FireEye and iSight Partners combined their threat intelligence efforts to compile the Follow the Money report.
It details how, by targeting various companies mainly in the retail and hospitality sectors, and using classic targeted attack techniques, the group managed to deploy Trinity POS malware on around 2000 systems.
The resulting stolen data, dating back as far as 2014, was found on a single underground card site.
The report continues:
“Our analysis of the data sold through this underground vendor indicates that FIN6’s compromises are highly profitable to the actors involved, potentially resulting in extensive fraud losses. For instance, in one FIN6-linked breach the vendor was advertising nearly than 20 million cards. These cards were predominantly from the United States and selling for an average of $21. So the total return for the shop — if all the data was sold at full price — could have been about $400 million.”
The report goes on to clarify that it’s unlikely FIN6 made the full $400m as buyers want the newest card data possible, which makes laundering stolen cards trickier than stealing them.

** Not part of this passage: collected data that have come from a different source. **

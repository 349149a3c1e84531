use criterion::{Criterion, criterion_group, criterion_main};
use domain::{
    Cart, CartItem, CartService, InMemoryCartRepository, InMemoryProductCatalog, Money, Product,
    ProductId, UserId,
};

fn catalog() -> InMemoryProductCatalog {
    InMemoryProductCatalog::with_products((1..=20).map(|id| {
        Product::new(
            ProductId::new(id),
            format!("Product {id}"),
            "Software",
            Money::from_cents(id * 1000 + 99),
        )
    }))
}

fn bench_cart_totals(c: &mut Criterion) {
    let user_id = UserId::new(1);
    let items = (1..=20).map(|id| {
        let product = Product::new(
            ProductId::new(id),
            format!("Product {id}"),
            "Software",
            Money::from_cents(id * 1000 + 99),
        );
        CartItem::new(user_id, product, 3).unwrap()
    });
    let cart = Cart::from_items(user_id, items).unwrap();

    c.bench_function("cart/total_20_lines", |b| {
        b.iter(|| (cart.total(), cart.total_items()));
    });

    c.bench_function("cart/to_view_20_lines", |b| {
        b.iter(|| cart.to_view());
    });
}

fn bench_add_item(c: &mut Criterion) {
    let rt = tokio::runtime::Runtime::new().unwrap();
    let catalog = catalog();
    let service = CartService::new(InMemoryCartRepository::new(catalog.clone()), catalog);

    c.bench_function("cart/add_then_clear", |b| {
        b.iter(|| {
            rt.block_on(async {
                let user_id = UserId::new(1);
                service.add_item(user_id, ProductId::new(3), 1).await.unwrap();
                service.clear_cart(user_id).await.unwrap();
            });
        });
    });
}

fn bench_get_cart(c: &mut Criterion) {
    let rt = tokio::runtime::Runtime::new().unwrap();
    let catalog = catalog();
    let service = CartService::new(InMemoryCartRepository::new(catalog.clone()), catalog);
    let user_id = UserId::new(1);
    rt.block_on(async {
        for id in 1..=20 {
            service.add_item(user_id, ProductId::new(id), 2).await.unwrap();
        }
    });

    c.bench_function("cart/get_cart_20_lines", |b| {
        b.iter(|| {
            rt.block_on(async { service.get_cart(user_id).await.unwrap() });
        });
    });
}

criterion_group!(benches, bench_cart_totals, bench_add_item, bench_get_cart);
criterion_main!(benches);
//! Connection pool setup.

use std::str::FromStr;
use std::time::Duration;

use sqlx::SqlitePool;
use sqlx::sqlite::{SqliteConnectOptions, SqliteJournalMode, SqlitePoolOptions, SqliteSynchronous};

use crate::error::Result;

/// Opens a pool for `database_url`, creating the file if needed.
///
/// Foreign keys are switched on for every connection so that deleting a
/// product cascades to the cart lines that reference it.
pub async fn connect(database_url: &str, max_connections: u32) -> Result<SqlitePool> {
    let options = SqliteConnectOptions::from_str(database_url)?
        .create_if_missing(true)
        .journal_mode(SqliteJournalMode::Wal)
        .synchronous(SqliteSynchronous::Normal)
        .foreign_keys(true)
        .busy_timeout(Duration::from_secs(5));

    let pool = SqlitePoolOptions::new()
        .max_connections(max_connections.max(1))
        .connect_with(options)
        .await?;

    tracing::info!(database_url, max_connections, "connected to SQLite");
    Ok(pool)
}

/// Opens a private in-memory database.
///
/// Uses a single connection that is never recycled; every connection to
/// `:memory:` would otherwise get its own empty database.
pub async fn connect_in_memory() -> Result<SqlitePool> {
    let options = SqliteConnectOptions::from_str("sqlite::memory:")?.foreign_keys(true);

    let pool = SqlitePoolOptions::new()
        .max_connections(1)
        .idle_timeout(None)
        .max_lifetime(None)
        .connect_with(options)
        .await?;

    Ok(pool)
}

/// Runs the embedded migrations.
pub async fn run_migrations(pool: &SqlitePool) -> Result<()> {
    sqlx::migrate!("../../migrations").run(pool).await?;
    Ok(())
}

“Still, a fraction of $400 million is a significant sum,” it adds.
There’ll be more of an emphasis today on laundering those stolen cards asap – especially in the US where the majority of FIN6’s victims were – given the migration to EMV.
That will make stolen card data very difficult to use in order to clone cards – which is what most US fraudsters are buying it for on underground sites at the moment.
It’s predicted that there will be a shift over to card-not-present – i.e., e-commerce – fraud as a result once the majority of businesses have switched over to EMV.